Ma se avete capito che è così rischioso, che tutto è così disastroso, perché ci provate ancora? "Un cugino era un Sdf, senza domicilio fisso. Non aveva nulla. Ha provato, ha sofferto, ci è riuscito, adesso è in Italia, ha una moglie e un figlio, lavora come pittore nell'edilizia". Racconta un altro: "Il mio amico era minorenne, è partito, è arrivato in Italia: la sorella è venuta a prenderselo dal Belgio, ce l'ha fatta. Adesso vive". Vive, come se prima non avesse una vita, perché questa non è una vita.
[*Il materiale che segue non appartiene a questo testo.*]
//! Live subscription to the metrics feed

use loadwatch_config::LoadwatchConfig;
use loadwatch_stream::{StreamEvent, StreamResult, StreamSubscription, SubscribeOptions};
use tracing::{info, warn};

use crate::metrics::{parse_snapshot, MetricsSnapshot};

/// Folds the metrics feed into the current snapshot
///
/// Owns its subscription exclusively; a transport failure closes the feed
/// and ends the watcher without touching any other subscription. The feed
/// is not re-opened after a failure.
#[derive(Debug)]
pub struct MetricsWatcher {
    subscription: StreamSubscription,
    snapshot: MetricsSnapshot,
    last_error: Option<String>,
}

impl MetricsWatcher {
    /// Subscribe to the metrics feed named by the configuration. The
    /// metrics feed is unauthenticated.
    pub async fn connect(config: &LoadwatchConfig) -> StreamResult<Self> {
        let options = SubscribeOptions::new(config.server.metrics_url())
            .with_connect_timeout(config.http.connect_timeout)
            .with_verify_ssl(config.http.verify_ssl);
        Self::subscribe(options).await
    }

    /// Subscribe with explicit options
    pub async fn subscribe(options: SubscribeOptions) -> StreamResult<Self> {
        let subscription = StreamSubscription::open(options).await?;
        info!(url = subscription.url(), "subscribed to metrics feed");
        Ok(Self {
            subscription,
            snapshot: MetricsSnapshot::default(),
            last_error: None,
        })
    }

    /// Next snapshot, or None once the feed has dropped or been closed.
    /// Malformed frames are skipped without producing a snapshot.
    pub async fn next_snapshot(&mut self) -> Option<MetricsSnapshot> {
        loop {
            match self.subscription.next_event().await? {
                StreamEvent::Frame(frame) => {
                    // the metrics feed is untagged; named frames are not metrics
                    if frame.event.is_some() {
                        continue;
                    }
                    if let Some(next) = parse_snapshot(&frame.data) {
                        self.snapshot = next;
                        return Some(self.snapshot.clone());
                    }
                }
                StreamEvent::TransportError(reason) => {
                    warn!(reason = %reason, "metrics feed dropped");
                    self.last_error = Some(reason);
                    self.subscription.close();
                    return None;
                }
            }
        }
    }

    /// Most recently reduced snapshot
    pub fn snapshot(&self) -> &MetricsSnapshot {
        &self.snapshot
    }

    /// Reason the feed ended, if it ended on a transport failure
    pub fn last_error(&self) -> Option<&str> {
        self.last_error.as_deref()
    }

    /// Tear down the feed; idempotent
    pub fn close(&mut self) {
        self.subscription.close();
    }
}
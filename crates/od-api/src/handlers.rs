//! Route handlers for the API endpoints.

use axum::{
    extract::{Path, Query, State},
    Json,
};
use od_ingestion::DataSource;
use od_types::{AccountId, ProPlayer, TopPlayer};
use std::sync::Arc;

use crate::error::ApiError;
use crate::state::AppState;
use crate::types::{
    ExistsResponse, HealthResponse, LeaderboardResponse, LimitQuery, WrappedResponse,
};

/// Default limit for leaderboard queries.
const DEFAULT_LEADERBOARD_LIMIT: usize = 100;

/// Maximum limit for leaderboard queries.
const MAX_LEADERBOARD_LIMIT: usize = 1000;

/// GET /health - Health check endpoint.
pub async fn health() -> Json<HealthResponse> {
    Json(HealthResponse {
        status: "ok".to_string(),
        version: env!("CARGO_PKG_VERSION").to_string(),
    })
}

/// GET /v1/players/:id/wrapped - Build the wrapped aggregate.
pub async fn get_wrapped<S: DataSource + 'static>(
    State(state): State<Arc<AppState<S>>>,
    Path(id): Path<String>,
) -> Result<Json<WrappedResponse>, ApiError> {
    let aggregate = state.indexer.build_wrapped(&id).await?;

    if aggregate.is_partial() {
        let sections: Vec<&str> = aggregate.degraded.iter().map(|s| s.as_str()).collect();
        tracing::info!(
            "Serving partial aggregate for {}: {}",
            aggregate.account_id,
            sections.join(", ")
        );
    }

    Ok(Json(aggregate.into()))
}

/// GET /v1/players/:id/exists - Cheap existence check.
pub async fn get_exists<S: DataSource + 'static>(
    State(state): State<Arc<AppState<S>>>,
    Path(id): Path<String>,
) -> Result<Json<ExistsResponse>, ApiError> {
    let account_id = AccountId::resolve(&id).map_err(od_indexer::IndexerError::from)?;
    let exists = state.indexer.validate_account(&id).await?;

    Ok(Json(ExistsResponse { account_id, exists }))
}

/// GET /v1/top-players - Global top players.
pub async fn get_top_players<S: DataSource + 'static>(
    State(state): State<Arc<AppState<S>>>,
    Query(query): Query<LimitQuery>,
) -> Result<Json<LeaderboardResponse<TopPlayer>>, ApiError> {
    let limit = leaderboard_limit(&query)?;
    let players = state.indexer.top_players().await?;

    Ok(Json(LeaderboardResponse::truncated(players, limit)))
}

/// GET /v1/pro-players - Professional players.
pub async fn get_pro_players<S: DataSource + 'static>(
    State(state): State<Arc<AppState<S>>>,
    Query(query): Query<LimitQuery>,
) -> Result<Json<LeaderboardResponse<ProPlayer>>, ApiError> {
    let limit = leaderboard_limit(&query)?;
    let players = state.indexer.pro_players().await?;

    Ok(Json(LeaderboardResponse::truncated(players, limit)))
}

fn leaderboard_limit(query: &LimitQuery) -> Result<usize, ApiError> {
    match query.limit {
        Some(0) => Err(ApiError::BadRequest("limit must be positive".to_string())),
        Some(limit) => Ok(limit.min(MAX_LEADERBOARD_LIMIT)),
        None => Ok(DEFAULT_LEADERBOARD_LIMIT),
    }
}
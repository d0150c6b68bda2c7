//! Player identifier normalization.
//!
//! Visitors can paste either the short account id OpenDota uses natively
//! (e.g. `111620041`) or a 64-bit Steam community id
//! (e.g. `76561198071885769`). Both resolve to the same [`AccountId`].
//!
//! # Rules
//!
//! - Up to [`MAX_ACCOUNT_ID_DIGITS`] digits: already an account id, passed
//!   through unchanged.
//! - Longer: a community id, converted by subtracting [`STEAM_ID_BASE`].
//!
//! No network access happens here.

use crate::TypeError;
use serde::{Deserialize, Serialize};
use std::fmt;

/// Base of the Steam community id namespace.
pub const STEAM_ID_BASE: u64 = 76_561_197_960_265_728;

/// Inputs with at most this many digits are treated as account ids.
pub const MAX_ACCOUNT_ID_DIGITS: usize = 10;

/// A raw identifier, tagged with the namespace it was given in.
#[derive(Debug, Clone, Copy, PartialEq, Eq, Hash)]
pub enum PlayerIdentifier {
    /// Short-form account id, as used by the OpenDota API.
    Account(u64),
    /// 64-bit Steam community id.
    Community(u64),
}

impl PlayerIdentifier {
    /// Parse a user-supplied identifier.
    ///
    /// Surrounding whitespace is ignored. Anything other than ASCII digits
    /// (signs, decimal points, empty input) is rejected.
    pub fn parse(raw: &str) -> Result<Self, TypeError> {
        let digits = raw.trim();
        if digits.is_empty() || !digits.bytes().all(|b| b.is_ascii_digit()) {
            return Err(TypeError::InvalidIdentifier(raw.to_string()));
        }

        let value: u64 = digits
            .parse()
            .map_err(|_| TypeError::InvalidIdentifier(raw.to_string()))?;

        if digits.len() <= MAX_ACCOUNT_ID_DIGITS {
            Ok(Self::Account(value))
        } else {
            Ok(Self::Community(value))
        }
    }

    /// Returns true if the input was a community id.
    pub fn is_community(&self) -> bool {
        matches!(self, Self::Community(_))
    }

    /// The account number this identifier maps to.
    ///
    /// Signed because a community id below [`STEAM_ID_BASE`] maps to a
    /// negative number. Such values never correspond to a real account.
    pub fn account_number(&self) -> i128 {
        match *self {
            Self::Account(id) => i128::from(id),
            Self::Community(id) => i128::from(id) - i128::from(STEAM_ID_BASE),
        }
    }
}

/// Normalize a raw identifier into the decimal account id string.
///
/// Account ids are returned exactly as given (after trimming). Community ids
/// are shifted by [`STEAM_ID_BASE`]; the result may be negative for
/// synthetic inputs below the base, which [`AccountId::resolve`] rejects.
///
/// # Example
///
/// ```rust
/// use od_types::normalize_identifier;
///
/// assert_eq!(normalize_identifier("76561198021931370").unwrap(), "61665642");
/// assert_eq!(normalize_identifier("111620041").unwrap(), "111620041");
/// ```
pub fn normalize_identifier(raw: &str) -> Result<String, TypeError> {
    match PlayerIdentifier::parse(raw)? {
        PlayerIdentifier::Account(_) => Ok(raw.trim().to_string()),
        community => Ok(community.account_number().to_string()),
    }
}

/// Canonical OpenDota account id.
#[derive(Debug, Clone, Copy, PartialEq, Eq, Hash, PartialOrd, Ord, Serialize, Deserialize)]
#[serde(transparent)]
pub struct AccountId(u32);

impl AccountId {
    /// Wrap an already-canonical account id.
    pub const fn new(id: u32) -> Self {
        Self(id)
    }

    /// Resolve a user-supplied identifier into an account id.
    ///
    /// Fails with [`TypeError::InvalidIdentifier`] for non-numeric input and
    /// [`TypeError::IdentifierOutOfRange`] when the normalized value is
    /// negative or larger than 32 bits.
    pub fn resolve(raw: &str) -> Result<Self, TypeError> {
        let resolved = PlayerIdentifier::parse(raw)?.account_number();
        u32::try_from(resolved)
            .map(Self)
            .map_err(|_| TypeError::IdentifierOutOfRange {
                raw: raw.trim().to_string(),
                resolved,
            })
    }

    /// The numeric value.
    #[inline]
    pub fn get(&self) -> u32 {
        self.0
    }
}

impl fmt::Display for AccountId {
    fn fmt(&self, f: &mut fmt::Formatter<'_>) -> fmt::Result {
        write!(f, "{}", self.0)
    }
}

impl From<u32> for AccountId {
    fn from(id: u32) -> Self {
        Self(id)
    }
}
//! Mock data source for testing.
//!
//! `MockSource` implements `DataSource` with configurable responses,
//! allowing tests to run without network calls. Every call is recorded so
//! tests can assert how many requests a code path made.
//!
//! # Usage
//!
//! ```rust
//! use od_ingestion::{DataSource, Endpoint, MockSource};
//! use od_types::{AccountId, MatchSummary, WinLoss};
//!
//! # #[tokio::main]
//! # async fn main() {
//! let mock = MockSource::new()
//!     .with_win_loss(WinLoss { win: 10, lose: 5 })
//!     .with_matches(vec![MatchSummary { match_id: 1, ..Default::default() }]);
//!
//! let page = mock.get_matches(AccountId::new(1), 100, 0).await.unwrap();
//! assert_eq!(page.len(), 1);
//! assert_eq!(mock.calls_to(Endpoint::Matches), 1);
//! # }
//! ```

use crate::{endpoint::Endpoint, error::IngestionError, DataSource};
use od_types::{
    AccountId, HeroStat, MatchSummary, Peer, Player, ProPlayer, TopPlayer, TotalsEntry, WinLoss,
};
use std::collections::HashMap;
use std::sync::{Arc, Mutex, PoisonError};
use std::time::Duration;

/// Failure a mock endpoint should produce.
#[derive(Debug, Clone, Copy, PartialEq, Eq)]
pub enum MockFailure {
    NotFound,
    RateLimited,
    ServiceUnavailable,
    Network,
}

impl MockFailure {
    /// The error a real client would return for this failure.
    pub fn to_error(self, resource: &str) -> IngestionError {
        let resource = resource.to_string();
        match self {
            MockFailure::NotFound => IngestionError::NotFound {
                hint: "mock account does not exist".to_string(),
                resource,
            },
            MockFailure::RateLimited => IngestionError::RateLimited { resource },
            MockFailure::ServiceUnavailable => IngestionError::ServiceUnavailable {
                resource,
                status: 503,
            },
            MockFailure::Network => IngestionError::Network(format!("mock network failure for {}", resource)),
        }
    }
}

/// One recorded call.
#[derive(Debug, Clone, Copy, PartialEq, Eq)]
pub struct MockCall {
    pub endpoint: Endpoint,
    pub account_id: Option<AccountId>,
    pub limit: Option<u32>,
    pub offset: Option<u32>,
}

/// Mock data source for testing.
///
/// Stores test data that will be returned by `DataSource` methods.
/// Uses builder pattern for convenient setup.
///
/// # Note on Cloning
///
/// This mock clones data when returning it. For testing purposes
/// this overhead is negligible. Clones of a `MockSource` share one call log.
#[derive(Default, Clone)]
pub struct MockSource {
    /// Player to return. If None, `get_player` answers not found.
    pub player: Option<Player>,

    /// Win/loss to return. If None, returns an error.
    pub win_loss: Option<WinLoss>,

    /// Full match history, newest first. Pages are sliced from it.
    pub matches: Vec<MatchSummary>,

    /// Explicit pages keyed by offset; these take precedence over `matches`.
    pub pages: HashMap<u32, Vec<MatchSummary>>,

    pub recent_matches: Vec<MatchSummary>,
    pub heroes: Vec<HeroStat>,
    pub peers: Vec<Peer>,
    pub totals: Vec<TotalsEntry>,
    pub top_players: Vec<TopPlayer>,
    pub pro_players: Vec<ProPlayer>,

    /// Endpoints that fail on every call.
    pub failures: HashMap<Endpoint, MockFailure>,

    /// Match pages that fail at a given offset.
    pub offset_failures: HashMap<u32, MockFailure>,

    /// Artificial latency added to every call.
    pub latency: Duration,

    calls: Arc<Mutex<Vec<MockCall>>>,
}

impl MockSource {
    /// Create a new empty mock source.
    pub fn new() -> Self {
        Self::default()
    }

    /// Set the player to return (builder pattern).
    pub fn with_player(mut self, player: Player) -> Self {
        self.player = Some(player);
        self
    }

    /// Set the win/loss counts to return (builder pattern).
    pub fn with_win_loss(mut self, win_loss: WinLoss) -> Self {
        self.win_loss = Some(win_loss);
        self
    }

    /// Set the full match history, newest first (builder pattern).
    ///
    /// # Example
    ///
    /// ```rust,ignore
    /// let mock = MockSource::new().with_matches(vec![newest, older, oldest]);
    /// ```
    pub fn with_matches(mut self, matches: Vec<MatchSummary>) -> Self {
        self.matches = matches;
        self
    }

    /// Serve `page` for requests at `offset`, regardless of `matches`.
    pub fn with_page(mut self, offset: u32, page: Vec<MatchSummary>) -> Self {
        self.pages.insert(offset, page);
        self
    }

    pub fn with_recent_matches(mut self, matches: Vec<MatchSummary>) -> Self {
        self.recent_matches = matches;
        self
    }

    pub fn with_heroes(mut self, heroes: Vec<HeroStat>) -> Self {
        self.heroes = heroes;
        self
    }

    pub fn with_peers(mut self, peers: Vec<Peer>) -> Self {
        self.peers = peers;
        self
    }

    pub fn with_totals(mut self, totals: Vec<TotalsEntry>) -> Self {
        self.totals = totals;
        self
    }

    pub fn with_top_players(mut self, players: Vec<TopPlayer>) -> Self {
        self.top_players = players;
        self
    }

    pub fn with_pro_players(mut self, players: Vec<ProPlayer>) -> Self {
        self.pro_players = players;
        self
    }

    /// Make every call to `endpoint` fail (builder pattern).
    pub fn with_failure(mut self, endpoint: Endpoint, failure: MockFailure) -> Self {
        self.failures.insert(endpoint, failure);
        self
    }

    /// Make the match page at `offset` fail (builder pattern).
    pub fn with_offset_failure(mut self, offset: u32, failure: MockFailure) -> Self {
        self.offset_failures.insert(offset, failure);
        self
    }

    /// Delay every call by `latency` (builder pattern).
    pub fn with_latency(mut self, latency: Duration) -> Self {
        self.latency = latency;
        self
    }

    /// All calls received so far, in order.
    pub fn calls(&self) -> Vec<MockCall> {
        self.calls
            .lock()
            .unwrap_or_else(PoisonError::into_inner)
            .clone()
    }

    /// Total number of calls received.
    pub fn call_count(&self) -> usize {
        self.calls
            .lock()
            .unwrap_or_else(PoisonError::into_inner)
            .len()
    }

    /// Number of calls received for one endpoint.
    pub fn calls_to(&self, endpoint: Endpoint) -> usize {
        self.calls
            .lock()
            .unwrap_or_else(PoisonError::into_inner)
            .iter()
            .filter(|c| c.endpoint == endpoint)
            .count()
    }

    /// Record a call, wait out the latency and apply endpoint failures.
    async fn enter(
        &self,
        endpoint: Endpoint,
        account: Option<AccountId>,
        page: Option<(u32, u32)>,
    ) -> Result<(), IngestionError> {
        self.calls
            .lock()
            .unwrap_or_else(PoisonError::into_inner)
            .push(MockCall {
                endpoint,
                account_id: account,
                limit: page.map(|(limit, _)| limit),
                offset: page.map(|(_, offset)| offset),
            });

        if !self.latency.is_zero() {
            tokio::time::sleep(self.latency).await;
        }

        match self.failures.get(&endpoint) {
            Some(failure) => Err(failure.to_error(&endpoint.path(account))),
            None => Ok(()),
        }
    }
}

impl DataSource for MockSource {
    async fn get_player(&self, account: AccountId) -> Result<Player, IngestionError> {
        self.enter(Endpoint::Player, Some(account), None).await?;
        self.player
            .clone()
            .ok_or_else(|| MockFailure::NotFound.to_error(&Endpoint::Player.path(Some(account))))
    }

    async fn get_win_loss(&self, account: AccountId) -> Result<WinLoss, IngestionError> {
        self.enter(Endpoint::WinLoss, Some(account), None).await?;
        self.win_loss
            .ok_or_else(|| IngestionError::NoData("mock win/loss not configured".into()))
    }

    async fn get_matches(
        &self,
        account: AccountId,
        limit: u32,
        offset: u32,
    ) -> Result<Vec<MatchSummary>, IngestionError> {
        self.enter(Endpoint::Matches, Some(account), Some((limit, offset)))
            .await?;

        if let Some(failure) = self.offset_failures.get(&offset) {
            return Err(failure.to_error(&Endpoint::Matches.path(Some(account))));
        }

        if let Some(page) = self.pages.get(&offset) {
            return Ok(page.iter().take(limit as usize).cloned().collect());
        }

        // Slice the history the way the real API pages it.
        Ok(self
            .matches
            .iter()
            .skip(offset as usize)
            .take(limit as usize)
            .cloned()
            .collect())
    }

    async fn get_recent_matches(
        &self,
        account: AccountId,
    ) -> Result<Vec<MatchSummary>, IngestionError> {
        self.enter(Endpoint::RecentMatches, Some(account), None)
            .await?;
        Ok(self.recent_matches.clone())
    }

    async fn get_heroes(&self, account: AccountId) -> Result<Vec<HeroStat>, IngestionError> {
        self.enter(Endpoint::Heroes, Some(account), None).await?;
        Ok(self.heroes.clone())
    }

    async fn get_peers(&self, account: AccountId) -> Result<Vec<Peer>, IngestionError> {
        self.enter(Endpoint::Peers, Some(account), None).await?;
        Ok(self.peers.clone())
    }

    async fn get_totals(&self, account: AccountId) -> Result<Vec<TotalsEntry>, IngestionError> {
        self.enter(Endpoint::Totals, Some(account), None).await?;
        Ok(self.totals.clone())
    }

    async fn get_top_players(&self) -> Result<Vec<TopPlayer>, IngestionError> {
        self.enter(Endpoint::TopPlayers, None, None).await?;
        Ok(self.top_players.clone())
    }

    async fn get_pro_players(&self) -> Result<Vec<ProPlayer>, IngestionError> {
        self.enter(Endpoint::ProPlayers, None, None).await?;
        Ok(self.pro_players.clone())
    }
}
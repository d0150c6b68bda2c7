//! Per-hero aggregate statistics.

use serde::{Deserialize, Serialize};

/// One entry of `GET /players/{account_id}/heroes`.
#[derive(Debug, Clone, Default, PartialEq, Serialize, Deserialize)]
pub struct HeroStat {
    /// Hero id.
    pub hero_id: u32,
    /// Last time this hero was played (seconds since epoch).
    pub last_played: Option<i64>,
    /// Games played as this hero.
    #[serde(default, deserialize_with = "crate::de::null_as_default")]
    pub games: u32,
    /// Games won as this hero.
    #[serde(default, deserialize_with = "crate::de::null_as_default")]
    pub win: u32,
    /// Games with this hero on the player's team.
    #[serde(default, deserialize_with = "crate::de::null_as_default")]
    pub with_games: u32,
    #[serde(default, deserialize_with = "crate::de::null_as_default")]
    pub with_win: u32,
    /// Games with this hero on the opposing team.
    #[serde(default, deserialize_with = "crate::de::null_as_default")]
    pub against_games: u32,
    #[serde(default, deserialize_with = "crate::de::null_as_default")]
    pub against_win: u32,
}

impl HeroStat {
    /// Win rate playing this hero, as a percentage.
    pub fn win_rate(&self) -> f64 {
        percentage(self.win, self.games)
    }
}

pub(crate) fn percentage(part: u32, whole: u32) -> f64 {
    if whole == 0 {
        0.0
    } else {
        f64::from(part) / f64::from(whole) * 100.0
    }
}
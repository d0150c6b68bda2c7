//! od-indexer: Aggregate construction for OpenDota player data.
//!
//! This crate provides the [`Indexer`] struct which is the main entry point
//! for turning a raw player identifier into a [`WrappedAggregate`].
//!
//! # Overview
//!
//! The indexer:
//! - Normalizes the identifier (`od-types`)
//! - Checks that the account exists before doing any expensive work
//! - Fans out to OpenDota via `od-ingestion`, sharing one request-scoped cache
//! - Searches for the player's first match ([`find_oldest_match`])
//! - Derives records and top friends
//!
//! # Example
//!
//! ```rust,no_run
//! use od_indexer::{Indexer, IndexerConfig};
//! use std::time::Duration;
//!
//! #[tokio::main]
//! async fn main() -> Result<(), Box<dyn std::error::Error>> {
//!     let config = IndexerConfig::from_env().with_deadline(Duration::from_secs(60));
//!     let indexer = Indexer::new(config)?;
//!
//!     if !indexer.validate_account("111620041").await? {
//!         println!("No such player");
//!         return Ok(());
//!     }
//!
//!     let wrapped = indexer.build_wrapped("111620041").await?;
//!     println!("KDA: {}", wrapped.records.kda);
//!     if let Some(first) = &wrapped.first_match {
//!         println!("First match: {:?}", first.started_at());
//!     }
//!     Ok(())
//! }
//! ```
//!
//! # Testing
//!
//! Any [`DataSource`] works, so tests run against `MockSource`:
//!
//! ```rust
//! use od_indexer::{Indexer, IndexerConfig};
//! use od_ingestion::MockSource;
//!
//! # #[tokio::main]
//! # async fn main() {
//! let indexer = Indexer::with_source(MockSource::new(), IndexerConfig::default());
//! assert!(!indexer.validate_account("12345").await.unwrap());
//! # }
//! ```

mod error;
mod indexer;
mod oldest_match;
mod scope;

pub use error::IndexerError;
pub use indexer::{Indexer, IndexerConfig, DEFAULT_MATCH_SAMPLE};
pub use oldest_match::{find_oldest_match, probe, FinderConfig, ProbeOutcome, DEFAULT_PROBE_OFFSETS};
pub use scope::RequestScope;

// Re-export commonly used types from dependencies for convenience
pub use od_ingestion::{ClientConfig, DataSource, OpenDotaSource};
pub use od_types::{AccountId, Section, WrappedAggregate};
//! Peers ("friends"): players frequently found in the same matches.

use crate::hero::percentage;
use serde::{Deserialize, Serialize};

/// Minimum games together for a peer to count as a friend.
pub const DEFAULT_FRIEND_MIN_GAMES: u32 = 3;

/// Number of friends kept in the aggregate.
pub const DEFAULT_TOP_FRIENDS: usize = 5;

/// One entry of `GET /players/{account_id}/peers`.
#[derive(Debug, Clone, Default, PartialEq, Serialize, Deserialize)]
pub struct Peer {
    /// The peer's account id.
    pub account_id: u32,
    /// Last match together (seconds since epoch).
    pub last_played: Option<i64>,
    /// Games together (either team).
    #[serde(default, deserialize_with = "crate::de::null_as_default")]
    pub games: u32,
    #[serde(default, deserialize_with = "crate::de::null_as_default")]
    pub win: u32,
    /// Games on the same team.
    #[serde(default, deserialize_with = "crate::de::null_as_default")]
    pub with_games: u32,
    #[serde(default, deserialize_with = "crate::de::null_as_default")]
    pub with_win: u32,
    /// Games on opposing teams.
    #[serde(default, deserialize_with = "crate::de::null_as_default")]
    pub against_games: u32,
    #[serde(default, deserialize_with = "crate::de::null_as_default")]
    pub against_win: u32,
    pub personaname: Option<String>,
    pub name: Option<String>,
    pub avatar: Option<String>,
    pub avatarfull: Option<String>,
    pub last_login: Option<String>,
}

impl Peer {
    /// Win rate when on the same team, as a percentage.
    pub fn win_rate(&self) -> f64 {
        percentage(self.with_win, self.with_games)
    }
}

/// Derive the top friends from the full peer list.
///
/// Keeps peers with at least `min_games` games together, ordered by games
/// descending (ties keep upstream order), truncated to `limit`.
pub fn top_friends(peers: &[Peer], min_games: u32, limit: usize) -> Vec<Peer> {
    let mut friends: Vec<Peer> = peers
        .iter()
        .filter(|peer| peer.games >= min_games)
        .cloned()
        .collect();
    friends.sort_by(|a, b| b.games.cmp(&a.games));
    friends.truncate(limit);
    friends
}

#[cfg(test)]
mod tests {
    use super::*;

    fn make_peer(account_id: u32, games: u32) -> Peer {
        Peer {
            account_id,
            games,
            ..Default::default()
        }
    }

    #[test]
    fn test_top_friends_filters_sorts_truncates() {
        let peers = vec![
            make_peer(1, 2),
            make_peer(2, 10),
            make_peer(3, 3),
            make_peer(4, 50),
            make_peer(5, 7),
            make_peer(6, 1),
            make_peer(7, 8),
            make_peer(8, 4),
        ];

        let friends = top_friends(&peers, DEFAULT_FRIEND_MIN_GAMES, DEFAULT_TOP_FRIENDS);

        let ids: Vec<u32> = friends.iter().map(|p| p.account_id).collect();
        assert_eq!(ids, vec![4, 2, 7, 5, 8]);
        assert!(friends.iter().all(|p| p.games >= 3));
        assert!(friends.windows(2).all(|w| w[0].games >= w[1].games));
    }

    #[test]
    fn test_top_friends_excludes_below_minimum() {
        let peers = vec![make_peer(1, 2), make_peer(2, 1), make_peer(3, 0)];
        assert!(top_friends(&peers, 3, 5).is_empty());
    }

    #[test]
    fn test_top_friends_ties_keep_order() {
        let peers = vec![make_peer(1, 5), make_peer(2, 5), make_peer(3, 5)];
        let ids: Vec<u32> = top_friends(&peers, 3, 2)
            .iter()
            .map(|p| p.account_id)
            .collect();
        assert_eq!(ids, vec![1, 2]);
    }

    #[test]
    fn test_deserialize_null_counters() {
        let json = r#"[{"account_id": 5, "games": null, "win": 1, "with_games": null,
            "personaname": null}, {"account_id": 6, "games": 4}]"#;
        let peers: Vec<Peer> = serde_json::from_str(json).unwrap();
        assert_eq!(peers[0].games, 0);
        assert_eq!(peers[0].with_games, 0);
        assert_eq!(top_friends(&peers, 3, 5).len(), 1);
    }

    #[test]
    fn test_peer_win_rate() {
        let peer = Peer {
            with_games: 4,
            with_win: 1,
            ..Default::default()
        };
        assert_eq!(peer.win_rate(), 25.0);
    }
}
Il colonnello W., di cui conosciamo il nome, si passa una mano sul volto sudato. Chiude gli occhi. "Ho idee che non sono le mie, ho il ricordo della Tunisia sotto la dittatura, qualcuno la rimpiange, non io, ma dimmi, giornalista, dove andremo a finire con questa democrazia? Partiremo anche noi poliziotti?".